<<<<

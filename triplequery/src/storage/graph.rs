//! In-memory indexed triple set.

use std::collections::{HashMap, HashSet};

use super::{StoreError, TripleStore};
use crate::types::{Term, Triple};

/// An insertion-ordered, duplicate-free set of triples.
///
/// Each position has a hash index from term to the offsets of the triples
/// holding that term there, so bound components narrow the scan.
///
/// # Invariants
///
/// - `triples` holds no duplicates.
/// - Every offset in an index points at a triple with that term in the
///   indexed position.
#[derive(Debug, Default)]
pub struct Graph {
    triples: Vec<Triple>,
    present: HashSet<Triple>,
    by_subject: HashMap<Term, Vec<usize>>,
    by_predicate: HashMap<Term, Vec<usize>>,
    by_object: HashMap<Term, Vec<usize>>,
}

impl Graph {
    #[must_use]
    pub fn new() -> Self {
        Self::default()
    }

    /// Insert a triple. Returns `false` if it was already present.
    pub fn insert(&mut self, triple: Triple) -> bool {
        if self.present.contains(&triple) {
            return false;
        }
        let offset = self.triples.len();
        index_term(&mut self.by_subject, &triple.subject, offset);
        index_term(&mut self.by_predicate, &triple.predicate, offset);
        index_term(&mut self.by_object, &triple.object, offset);
        self.present.insert(triple.clone_value());
        self.triples.push(triple);
        true
    }

    #[must_use]
    pub fn contains(&self, triple: &Triple) -> bool {
        self.present.contains(triple)
    }

    #[must_use]
    pub fn len(&self) -> usize {
        self.triples.len()
    }

    #[must_use]
    pub fn is_empty(&self) -> bool {
        self.triples.is_empty()
    }

    /// Iterate over the triples in insertion order.
    pub fn iter(&self) -> impl Iterator<Item = &Triple> {
        self.triples.iter()
    }

    /// Create a copy of this graph.
    ///
    /// This is used instead of Clone to comply with project policy.
    #[must_use]
    pub fn clone_value(&self) -> Self {
        self.iter().map(Triple::clone_value).collect()
    }

    /// Triples in either graph: `self`'s first, then `other`'s new ones.
    #[must_use]
    pub fn union(&self, other: &Self) -> Self {
        self.iter().chain(other.iter()).map(Triple::clone_value).collect()
    }

    /// Triples present in both graphs, in `self`'s order.
    #[must_use]
    pub fn intersection(&self, other: &Self) -> Self {
        self.iter()
            .filter(|triple| other.contains(triple))
            .map(Triple::clone_value)
            .collect()
    }

    /// Triples of `self` that are not in `other`.
    #[must_use]
    pub fn difference(&self, other: &Self) -> Self {
        self.iter()
            .filter(|triple| !other.contains(triple))
            .map(Triple::clone_value)
            .collect()
    }

    /// Offsets of the candidate triples for a match, using the narrowest
    /// index among the bound components.
    fn candidates(
        &self,
        subject: Option<&Term>,
        predicate: Option<&Term>,
        object: Option<&Term>,
    ) -> Option<&[usize]> {
        let lookups = [
            subject.map(|term| self.by_subject.get(term)),
            predicate.map(|term| self.by_predicate.get(term)),
            object.map(|term| self.by_object.get(term)),
        ];
        let mut narrowest: Option<&[usize]> = None;
        for lookup in lookups.into_iter().flatten() {
            // A bound component with no index entry means nothing can match.
            let offsets = lookup.map_or(&[][..], Vec::as_slice);
            if narrowest.is_none_or(|current| offsets.len() < current.len()) {
                narrowest = Some(offsets);
            }
        }
        narrowest
    }
}

fn index_term(index: &mut HashMap<Term, Vec<usize>>, term: &Term, offset: usize) {
    if let Some(offsets) = index.get_mut(term) {
        offsets.push(offset);
    } else {
        index.insert(term.clone_value(), vec![offset]);
    }
}

fn component_matches(pattern: Option<&Term>, term: &Term) -> bool {
    pattern.is_none_or(|expected| expected == term)
}

impl TripleStore for Graph {
    fn triples_matching(
        &self,
        subject: Option<&Term>,
        predicate: Option<&Term>,
        object: Option<&Term>,
    ) -> Result<Vec<Triple>, StoreError> {
        let matches = |triple: &&Triple| {
            component_matches(subject, &triple.subject)
                && component_matches(predicate, &triple.predicate)
                && component_matches(object, &triple.object)
        };
        let found = match self.candidates(subject, predicate, object) {
            Some(offsets) => offsets
                .iter()
                .filter_map(|&offset| self.triples.get(offset))
                .filter(matches)
                .map(Triple::clone_value)
                .collect(),
            None => self.triples.iter().map(Triple::clone_value).collect(),
        };
        Ok(found)
    }
}

impl FromIterator<Triple> for Graph {
    fn from_iter<I: IntoIterator<Item = Triple>>(iter: I) -> Self {
        let mut graph = Self::new();
        graph.extend(iter);
        graph
    }
}

impl Extend<Triple> for Graph {
    fn extend<I: IntoIterator<Item = Triple>>(&mut self, iter: I) {
        for triple in iter {
            self.insert(triple);
        }
    }
}

impl<'a> IntoIterator for &'a Graph {
    type Item = &'a Triple;
    type IntoIter = std::slice::Iter<'a, Triple>;

    fn into_iter(self) -> Self::IntoIter {
        self.triples.iter()
    }
}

>>>>

About this task: Pull every line containing "Item" out of the data above.

Answer section:
    pub fn iter(&self) -> impl Iterator<Item = &Triple> {
    fn from_iter<I: IntoIterator<Item = Triple>>(iter: I) -> Self {
    fn extend<I: IntoIterator<Item = Triple>>(&mut self, iter: I) {
    type Item = &'a Triple;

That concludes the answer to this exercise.